**Task instructions:** Return the run of lines below that opens with the line containing "let caller = std::panic::Location::caller();" and closes with the line containing "pub fn info(&self, message: impl", keeping each one exact.

**Exercise data:**
------------------------------------

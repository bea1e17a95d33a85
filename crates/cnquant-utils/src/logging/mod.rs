//! Logging for CnQuant apps.
//!
//! A [`Logger`] fans records out to a set of handlers, each with its own
//! threshold:
//!
//! - **Console**: always present, writes to stderr at `log_level`.
//! - **File**: when `log_file` is set, plain or size-rotated, at
//!   `file_log_level`.
//! - **Email**: when SMTP settings are complete and `log_level` equals
//!   `log_level_for_emails`, one email per record at that level.
//!
//! A logger runs in one of two modes. [`LoggerMode::Direct`] writes from the
//! calling thread. [`LoggerMode::Queued`] hands records to a background
//! listener that must be started with [`Logger::start`].
//!
//! # Example
//!
//! ```no_run
//! use cnquant_utils::logging::{Logger, LoggerConfig};
//!
//! let config = LoggerConfig::new("cqcalc")
//!     .with_log_file("/app/logs/cqcalc.log")
//!     .with_file_log_level("info");
//! let logger = Logger::queued(&config)?;
//! logger.start()?;
//! logger.info("calculation started");
//! logger.stop()?;
//! # Ok::<(), cnquant_utils::Error>(())
//! ```

mod email;
mod handler;
mod layer;
mod queue;
mod record;
mod rotating;

use std::cell::Cell;
use std::path::{Path, PathBuf};
use std::sync::Arc;

use serde::{Deserialize, Serialize};
use tracing_subscriber::{prelude::*, EnvFilter};

use crate::config::SmtpConfig;
use crate::error::{Error, Result};
use crate::level::LogLevel;
use crate::mail::Mailer;

pub use email::EmailHandler;
pub use handler::{ConsoleHandler, FileHandler, Handler, HandlerKind};
pub use layer::{LoggerLayer, CRITICAL_FIELD};
pub use record::{Formatter, LogRecord};
pub use rotating::RotatingFileHandler;

use queue::QueueListener;

/// Size limit of the legacy rotating log file.
pub const LEGACY_MAX_BYTES: u64 = 1_000_000;

/// Backups kept by the legacy rotating log file.
pub const LEGACY_BACKUP_COUNT: usize = 3;

/// How records reach the handlers.
#[derive(Debug, Clone, Copy, PartialEq, Eq, Default)]
pub enum LoggerMode {
    /// Handlers run on the calling thread.
    #[default]
    Direct,
    /// Handlers run on a background listener thread.
    Queued,
}

impl LoggerMode {
    fn default_file_format(self) -> Formatter {
        match self {
            Self::Direct => Formatter::Text,
            Self::Queued => Formatter::Json,
        }
    }

    fn rotates_by_default(self) -> bool {
        self == Self::Queued
    }
}

/// Settings for building a [`Logger`].
#[derive(Debug, Clone, PartialEq, Serialize, Deserialize)]
#[serde(default)]
pub struct LoggerConfig {
    /// Logger name, shown in every text record.
    pub name: String,
    /// Log file; file logging is disabled when unset.
    pub log_file: Option<PathBuf>,
    /// Threshold for the file handler.
    pub file_log_level: String,
    /// Threshold for the console handler.
    pub log_level: String,
    /// Level that enables and gates email notification.
    pub log_level_for_emails: String,
    /// Subject of notification emails.
    pub email_subject: String,
    /// Rotation size for rotating log files, in MiB.
    pub max_log_file_size_mb: u64,
    /// Rotated files kept.
    pub backup_count: usize,
    /// File record format; text for direct loggers and JSON for queued ones
    /// when unset.
    pub file_format: Option<Formatter>,
    /// Rotate the log file by size; on for queued loggers when unset.
    pub rotate_file: Option<bool>,
    /// Colour console messages by level.
    pub colored_console: bool,
    /// SMTP settings, filled from the shared `[smtp]` section.
    #[serde(skip)]
    pub smtp: SmtpConfig,
}

impl Default for LoggerConfig {
    fn default() -> Self {
        Self {
            name: "cnquant".to_string(),
            log_file: None,
            file_log_level: "error".to_string(),
            log_level: "info".to_string(),
            log_level_for_emails: "critical".to_string(),
            email_subject: String::new(),
            max_log_file_size_mb: 10,
            backup_count: 5,
            file_format: None,
            rotate_file: None,
            colored_console: false,
            smtp: SmtpConfig::default(),
        }
    }
}

impl LoggerConfig {
    /// Default settings for a logger called `name`.
    #[must_use]
    pub fn new(name: impl Into<String>) -> Self {
        Self {
            name: name.into(),
            ..Self::default()
        }
    }

    /// Enable file logging to `path`.
    #[must_use]
    pub fn with_log_file(mut self, path: impl Into<PathBuf>) -> Self {
        self.log_file = Some(path.into());
        self
    }

    /// Set the file threshold.
    #[must_use]
    pub fn with_file_log_level(mut self, level: impl Into<String>) -> Self {
        self.file_log_level = level.into();
        self
    }

    /// Set the console threshold.
    #[must_use]
    pub fn with_log_level(mut self, level: impl Into<String>) -> Self {
        self.log_level = level.into();
        self
    }

    /// Set the email level.
    #[must_use]
    pub fn with_log_level_for_emails(mut self, level: impl Into<String>) -> Self {
        self.log_level_for_emails = level.into();
        self
    }

    /// Set SMTP settings and the notification subject.
    #[must_use]
    pub fn with_smtp(mut self, smtp: SmtpConfig, subject: impl Into<String>) -> Self {
        self.smtp = smtp;
        self.email_subject = subject.into();
        self
    }

    /// Set rotation size (MiB) and backup count, and turn rotation on.
    #[must_use]
    pub fn with_rotation(mut self, max_log_file_size_mb: u64, backup_count: usize) -> Self {
        self.max_log_file_size_mb = max_log_file_size_mb;
        self.backup_count = backup_count;
        self.rotate_file = Some(true);
        self
    }

    /// Set the file record format.
    #[must_use]
    pub fn with_file_format(mut self, format: Formatter) -> Self {
        self.file_format = Some(format);
        self
    }

    /// Colour console messages by level.
    #[must_use]
    pub fn with_colored_console(mut self, colored: bool) -> Self {
        self.colored_console = colored;
        self
    }

    /// Rotation size in bytes.
    #[must_use]
    pub fn max_log_file_bytes(&self) -> u64 {
        self.max_log_file_size_mb.saturating_mul(1024 * 1024)
    }

    /// Check every level string.
    ///
    /// # Errors
    ///
    /// Returns [`Error::InvalidLogLevel`] naming the first bad setting.
    pub fn validate(&self) -> Result<()> {
        LogLevel::parse("log_level", &self.log_level)?;
        LogLevel::parse("file_log_level", &self.file_log_level)?;
        LogLevel::parse("log_level_for_emails", &self.log_level_for_emails)?;
        Ok(())
    }
}

#[derive(Debug)]
struct Inner {
    name: String,
    mode: LoggerMode,
    level: LogLevel,
    handlers: Arc<Vec<Box<dyn Handler>>>,
    queue: Option<QueueListener>,
}

/// A configured logger. Cloning is cheap and clones share handlers.
///
/// A queued logger stops its listener, delivering any queued records, when
/// the last clone is dropped.
#[derive(Debug, Clone)]
pub struct Logger {
    inner: Arc<Inner>,
}

impl Logger {
    /// Build a direct logger.
    ///
    /// # Errors
    ///
    /// Returns an error if a level is invalid, the log directory cannot be
    /// created, the log file cannot be opened, or email settings are invalid.
    pub fn new(config: &LoggerConfig) -> Result<Self> {
        Self::build(config, LoggerMode::Direct, None)
    }

    /// Build a queued logger. Call [`Logger::start`] to begin delivery.
    ///
    /// Invalid email settings do not fail construction: the email handler
    /// is skipped and a warning is logged instead.
    ///
    /// # Errors
    ///
    /// Returns an error if a level is invalid or the log file cannot be
    /// opened.
    pub fn queued(config: &LoggerConfig) -> Result<Self> {
        Self::build(config, LoggerMode::Queued, None)
    }

    /// Build a logger in `mode`, optionally delivering email via `mailer`
    /// instead of SMTP.
    ///
    /// # Errors
    ///
    /// See [`Logger::new`] and [`Logger::queued`].
    pub fn build(
        config: &LoggerConfig,
        mode: LoggerMode,
        mailer: Option<Arc<dyn Mailer>>,
    ) -> Result<Self> {
        let log_level = LogLevel::parse("log_level", &config.log_level)?;
        let file_log_level = LogLevel::parse("file_log_level", &config.file_log_level)?;
        let email_level = LogLevel::parse("log_level_for_emails", &config.log_level_for_emails)?;

        let mut handlers: Vec<Box<dyn Handler>> = vec![Box::new(
            ConsoleHandler::new(log_level).colored(config.colored_console),
        )];

        if let Some(path) = &config.log_file {
            create_parent_dir(path)?;
            let format = config
                .file_format
                .unwrap_or_else(|| mode.default_file_format());
            if config.rotate_file.unwrap_or_else(|| mode.rotates_by_default()) {
                handlers.push(Box::new(RotatingFileHandler::open(
                    path,
                    file_log_level,
                    format,
                    config.max_log_file_bytes(),
                    config.backup_count,
                )?));
            } else {
                handlers.push(Box::new(FileHandler::open(path, file_log_level, format)?));
            }
        }

        let mut setup_warning = None;
        if config.smtp.is_complete() && log_level == email_level {
            match EmailHandler::from_smtp(&config.smtp, &config.email_subject, email_level, mailer)
            {
                Ok(handler) => handlers.push(Box::new(handler)),
                Err(e) if mode == LoggerMode::Queued => {
                    setup_warning = Some(format!("Failed to set up email handler: {e}"));
                }
                Err(e) => return Err(e),
            }
        }

        let level = match mode {
            LoggerMode::Direct => {
                let file_level = if config.log_file.is_some() {
                    file_log_level
                } else {
                    LogLevel::Critical
                };
                log_level.min(file_level)
            }
            LoggerMode::Queued => handlers
                .iter()
                .map(|h| h.level())
                .min()
                .unwrap_or(LogLevel::Debug),
        };

        let logger = Self::from_handlers(&config.name, mode, level, handlers);
        if let Some(warning) = setup_warning {
            logger.warning(warning);
        }
        Ok(logger)
    }

    /// Assemble a logger from ready-made handlers.
    #[must_use]
    pub fn from_handlers(
        name: impl Into<String>,
        mode: LoggerMode,
        level: LogLevel,
        handlers: Vec<Box<dyn Handler>>,
    ) -> Self {
        let handlers = Arc::new(handlers);
        let queue = match mode {
            LoggerMode::Direct => None,
            LoggerMode::Queued => Some(QueueListener::new(Arc::clone(&handlers))),
        };
        Self {
            inner: Arc::new(Inner {
                name: name.into(),
                mode,
                level,
                handlers,
                queue,
            }),
        }
    }

    /// Logger name.
    #[must_use]
    pub fn name(&self) -> &str {
        &self.inner.name
    }

    /// Lowest level that reaches any handler.
    #[must_use]
    pub fn level(&self) -> LogLevel {
        self.inner.level
    }

    /// Delivery mode.
    #[must_use]
    pub fn mode(&self) -> LoggerMode {
        self.inner.mode
    }

    /// Kinds of the attached handlers, in order.
    #[must_use]
    pub fn handlers(&self) -> Vec<HandlerKind> {
        self.inner.handlers.iter().map(|h| h.kind()).collect()
    }

    /// Whether the background listener is running. Always false for direct
    /// loggers.
    #[must_use]
    pub fn is_running(&self) -> bool {
        self.inner.queue.as_ref().is_some_and(QueueListener::is_running)
    }

    /// Start background delivery. No-op for direct loggers or when already
    /// running.
    ///
    /// # Errors
    ///
    /// Returns an error if the listener thread cannot be spawned.
    pub fn start(&self) -> Result<()> {
        match &self.inner.queue {
            Some(queue) => queue.start(&self.inner.name),
            None => Ok(()),
        }
    }

    /// Deliver every queued record and stop the listener. No-op for direct
    /// loggers or when not running.
    ///
    /// # Errors
    ///
    /// Returns an error if the listener thread panicked.
    pub fn stop(&self) -> Result<()> {
        match &self.inner.queue {
            Some(queue) => queue.stop(),
            None => Ok(()),
        }
    }

    /// Log `message` at `level`, recording the caller's location.
    #[track_caller]
    pub fn log(&self, level: LogLevel, message: impl Into<String>) {
        if !self.inner.level.admits(level) {
            return;
        }
        let caller = std::panic::Location::caller();
        let record = LogRecord::new(self.name(), level, message)
            .with_location(Some(caller.file()), Some(caller.line()));
        self.submit(record);
    }

    /// Log at debug level.
    #[track_caller]
    pub fn debug(&self, message: impl Into<String>) {
        self.log(LogLevel::Debug, message);
    }

    /// Log at info level.
    #[track_caller]
    pub fn info(&self, message: impl Into<String>) {
        self.log(LogLevel::Info, message);
    }

    /// Log at warning level.
    #[track_caller]
    pub fn warning(&self, message: impl Into<String>) {
        self.log(LogLevel::Warning, message);
    }

    /// Log at error level.
    #[track_caller]
    pub fn error(&self, message: impl Into<String>) {
        self.log(LogLevel::Error, message);
    }

    /// Log at critical level.
    #[track_caller]
    pub fn critical(&self, message: impl Into<String>) {
        self.log(LogLevel::Critical, message);
    }

    /// Hand a finished record to the handlers or the queue.
    pub(crate) fn submit(&self, record: LogRecord) {
        if !self.inner.level.admits(record.level) {
            return;
        }
        match &self.inner.queue {
            Some(queue) => queue.push(record),
            None => dispatch(&self.inner.handlers, &record),
        }
    }

    /// A `tracing` layer feeding this logger.
    #[must_use]
    pub fn layer(&self) -> LoggerLayer {
        LoggerLayer::new(self.clone())
    }

    /// Install this logger as the global `tracing` subscriber.
    ///
    /// `RUST_LOG` overrides the level filter when set.
    ///
    /// # Errors
    ///
    /// Returns [`Error::Subscriber`] if a global subscriber is already set.
    pub fn install(&self) -> Result<()> {
        let default_filter = self.level().to_tracing_filter().to_string();
        let env_filter =
            EnvFilter::try_from_default_env().unwrap_or_else(|_| EnvFilter::new(default_filter));
        tracing_subscriber::registry()
            .with(env_filter)
            .with(self.layer())
            .try_init()
            .map_err(|e| Error::Subscriber(e.to_string()))
    }
}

------------------------------------

**Response area:**
        let caller = std::panic::Location::caller();
        let record = LogRecord::new(self.name(), level, message)
            .with_location(Some(caller.file()), Some(caller.line()));
        self.submit(record);
    }

    /// Log at debug level.
    #[track_caller]
    pub fn debug(&self, message: impl Into<String>) {
        self.log(LogLevel::Debug, message);
    }

    /// Log at info level.
    #[track_caller]
    pub fn info(&self, message: impl Into<String>) {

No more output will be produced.